Here's a little background. We live in a small town in the South and we are financially comfortable for our inexpensive area. I don't work, no debt except mortgage, private schools for the kids, etc. My adorable nephew is getting married to a girl from the CT/NYC area and the wedding will be in Newport, RI.

My SIL and I were talking about what we were going to give our nephew. I told her the amount that my husband and I talked about and she said "Wow". Of course, then I thought we might be being too ostentatious. I love my SIL to death and we are always perfectly honest with each other.

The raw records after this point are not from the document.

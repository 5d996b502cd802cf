//! # paleolatitude
//!
//! Computes the **paleolatitude** of a site: the latitude the site occupied at
//! some time in the geological past, with uncertainty bounds.
//!
//! Given a present-day site and an age (or age window), the site is located
//! on a tectonic plate, the plate's Euler rotations are chained to a
//! reference plate with a known apparent polar wander path (APWP), the
//! reference pole is rotated into the site's plate frame, and the
//! paleolatitude follows from the angular distance between site and pole.
//! The A95 confidence radius of the pole gives the bounds.
//!
//! ## Features
//!
//! - **Robust plate location**: multi-ray point-in-polygon voting on the sphere,
//!   with explicit failure on plate borders and resolution of nested plates
//! - **Cross-over rotations**: plates whose reference switches at some age carry
//!   one entry per reference at that age
//! - **Interpolation** at non-tabulated window edges and requested ages
//! - **Reference data readers** for Euler/APWP CSV tables and GPML or KML plate
//!   polygons
//! - **Snapshots**: the loaded reference data serializes with
//!   [rkyv](https://docs.rs/rkyv) for fast reloading
//! - **Output** as CSV, KML, or a machine-readable block
//!
//! ## Example
//!
//! ```no_run
//! use paleolatitude::{AgeSpec, Coordinate, DataPaths, PaleoLatitude, QueryParameters, ReferenceData};
//!
//! let data = ReferenceData::load(&DataPaths::default()).unwrap();
//! let mut pl = PaleoLatitude::new(data);
//!
//! // Cape Town, 0 to 200 million years ago
//! let params = QueryParameters::new(
//!     Coordinate::new(-33.925278, 18.423889),
//!     AgeSpec::Range { min: 0.0, max: 200.0, age: None },
//! );
//! if pl.compute(&params).unwrap() {
//!     let summary = pl.paleolatitude().unwrap();
//!     println!("Paleolatitude between {} and {}", summary.palat_min, summary.palat_max);
//!     for entry in pl.relevant_entries().unwrap() {
//!         println!("{entry}");
//!     }
//! }
//! ```
//!
//! ## Credits
//!
//! The model follows the paleolatitude calculator described in:
//!
//! - D.J.J. van Hinsbergen, L.V. de Groot, S.J. van Schaik, W. Spakman, P.K. Bijl,
//!   A. Sluijs, C.G. Langereis, H. Brinkhuis, "A Paleolatitude Calculator for
//!   Paleoclimate Studies," PLoS ONE 10(6), 2015,
//!   <http://doi.org/10.1371/journal.pone.0126946>
//!

pub mod coordinate;
pub mod dataset;
pub mod error;
/// Readers for the reference data file formats
pub(crate) mod formats;
pub mod geomath;
pub mod plates;
pub mod solver;
pub mod tables;

pub use coordinate::Coordinate;
pub use dataset::{known_apwp_datasets, ConsistencyReport, DataPaths, ReferenceData};
pub use error::{PaleoError, Result};
pub use plates::{LocatorConfig, Plate, PlateDataset};
pub use solver::{
    AgeOptions, AgeSpec, AgeWindow, PaleoLatitude, PaleolatitudeEntry, QueryParameters,
    QueryStage, SolverConfig,
};
pub use tables::{ApwpEntry, ApwpTable, EulerPoleEntry, EulerTable};

/// Version reported by the command line tool.
pub const VERSION: &str = env!("CARGO_PKG_VERSION");

// Commonly used types
// Rotations are done in 64-bit; single precision is visibly off near the poles.
pub type Vector3 = nalgebra::Vector3<f64>;
pub type Matrix3 = nalgebra::Matrix3<f64>;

She is also financially comfortable so there is no jealousy or other issues.

Anyway, if you could tell me where YOU live and how much you might give, that would help me decide if we were being over the top.

After I get some responses. I'll let you know the amount I was thinking about. Thanks!

Comments (28)

  • 14 years ago
    last modified: 9 years ago

    Is it a formal wedding with all the trimmings ?

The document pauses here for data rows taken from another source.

use std::collections::BTreeMap;
use std::sync::Arc;

use tracing::error;
use tracing::info;

use crate::config::ToolsConfig;
use crate::error::Result;
use crate::error::ToolErr;
use crate::handler::ToolHandler;
use crate::protocol::ToolSpec;

/// Every activated tool from one configuration, keyed by name.
#[derive(Debug, Default, Clone)]
pub struct ToolRegistry {
    tools: BTreeMap<String, Arc<ToolHandler>>,
}

impl ToolRegistry {
    /// Activates every tool in `config`, stopping at the first failure.
    pub async fn from_config(config: &ToolsConfig) -> Result<Self> {
        let mut tools = BTreeMap::new();
        for definition in &config.tools {
            let name = definition.name.clone();
            let shell = config.shell_for(definition);
            let handler = ToolHandler::new(definition.clone(), shell)
                .await
                .map_err(|e| {
                    error!("failed to activate tool {name}: {e}");
                    ToolErr::InvalidTool(format!("{name}: {e}"))
                })?;
            tools.insert(name, Arc::new(handler));
        }
        info!("registered {} tool(s)", tools.len());
        Ok(Self { tools })
    }

    pub fn get(&self, name: &str) -> Result<Arc<ToolHandler>> {
        self.tools
            .get(name)
            .cloned()
            .ok_or_else(|| ToolErr::UnknownTool(name.to_string()))
    }

    pub fn names(&self) -> impl Iterator<Item = &str> {
        self.tools.keys().map(String::as_str)
    }

    pub fn len(&self) -> usize {
        self.tools.len()
    }

    pub fn is_empty(&self) -> bool {
        self.tools.is_empty()
    }

    pub fn tool_specs(&self) -> Vec<ToolSpec> {
        self.tools.values().map(|handler| handler.spec()).collect()
    }
}
//! Payloads exchanged with the tool-invocation protocol layer.

use std::collections::BTreeMap;

use serde::Deserialize;
use serde::Serialize;

use crate::config::ToolDefinition;
use crate::params::ParamType;

#[derive(Debug, Clone, PartialEq, Serialize, Deserialize)]
#[serde(tag = "type", rename_all = "lowercase")]
pub enum ContentBlock {
    Text { text: String },
}

/// Result of one tool call as handed back to the caller.
#[derive(Debug, Clone, PartialEq, Serialize, Deserialize)]
pub struct CallToolResult {
    pub content: Vec<ContentBlock>,
    #[serde(rename = "isError", default, skip_serializing_if = "Option::is_none")]
    pub is_error: Option<bool>,
}

impl CallToolResult {
    pub fn text(text: impl Into<String>) -> Self {
        Self {
            content: vec![ContentBlock::Text { text: text.into() }],
            is_error: None,
        }
    }

    pub fn error(text: impl Into<String>) -> Self {
        Self {
            content: vec![ContentBlock::Text { text: text.into() }],
            is_error: Some(true),
        }
    }

    pub fn is_error(&self) -> bool {
        self.is_error.unwrap_or(false)
    }

    /// Concatenated text of every content block.
    pub fn text_content(&self) -> String {
        self.content
            .iter()
            .map(|block| match block {
                ContentBlock::Text { text } => text.as_str(),
            })
            .collect::<Vec<_>>()
            .join("\n")
    }
}

/// JSON-Schema subset used to describe tool parameters.
#[derive(Debug, Clone, PartialEq, Serialize)]
#[serde(tag = "type", rename_all = "lowercase")]
pub enum JsonSchema {
    String {
        #[serde(skip_serializing_if = "Option::is_none")]
        description: Option<String>,
    },
    Number {
        #[serde(skip_serializing_if = "Option::is_none")]
        description: Option<String>,
    },
    Boolean {
        #[serde(skip_serializing_if = "Option::is_none")]
        description: Option<String>,
    },
    Object {
        properties: BTreeMap<String, JsonSchema>,
        #[serde(skip_serializing_if = "Vec::is_empty")]
        required: Vec<String>,
    },
}

/// What the protocol layer advertises for one tool.
#[derive(Debug, Clone, PartialEq, Serialize)]
pub struct ToolSpec {
    pub name: String,
    pub description: String,
    #[serde(rename = "inputSchema")]
    pub input_schema: JsonSchema,
}

impl ToolSpec {
    pub fn from_definition(tool: &ToolDefinition) -> Self {
        let mut properties = BTreeMap::new();
        let mut required = Vec::new();
        for (name, spec) in &tool.params {
            let description = Some(spec.description.clone()).filter(|d| !d.is_empty());
            let schema = match spec.param_type().unwrap_or(ParamType::String) {
                ParamType::String => JsonSchema::String { description },
                ParamType::Number => JsonSchema::Number { description },
                ParamType::Boolean => JsonSchema::Boolean { description },
            };
            properties.insert(name.clone(), schema);
            if spec.required {
                required.push(name.clone());
            }
        }
        Self {
            name: tool.name.clone(),
            description: tool.description.clone(),
            input_schema: JsonSchema::Object {
                properties,
                required,
            },
        }
    }
}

    I would give $500. Final offer.

  • 14 years ago
    last modified: 9 years ago

    Are you close to your nephew? I tend to think so since you referred to him as adorable. The aunt & uncle that I am closest to gave us $500 for our wedding.

    We're a couple in our 30's with 2 kids and 1 income and we tend to give $100 as a standard for people we don't really know well or socialize with(cousins you last saw when they were 12, etc,) $200 for people we actually know and $250 plus something we know they'll truly adore, not just like, off their registry for people we are close to. I would assume the dollar figure for the last 2 categories will go up as our children and friend's children reach marrying age.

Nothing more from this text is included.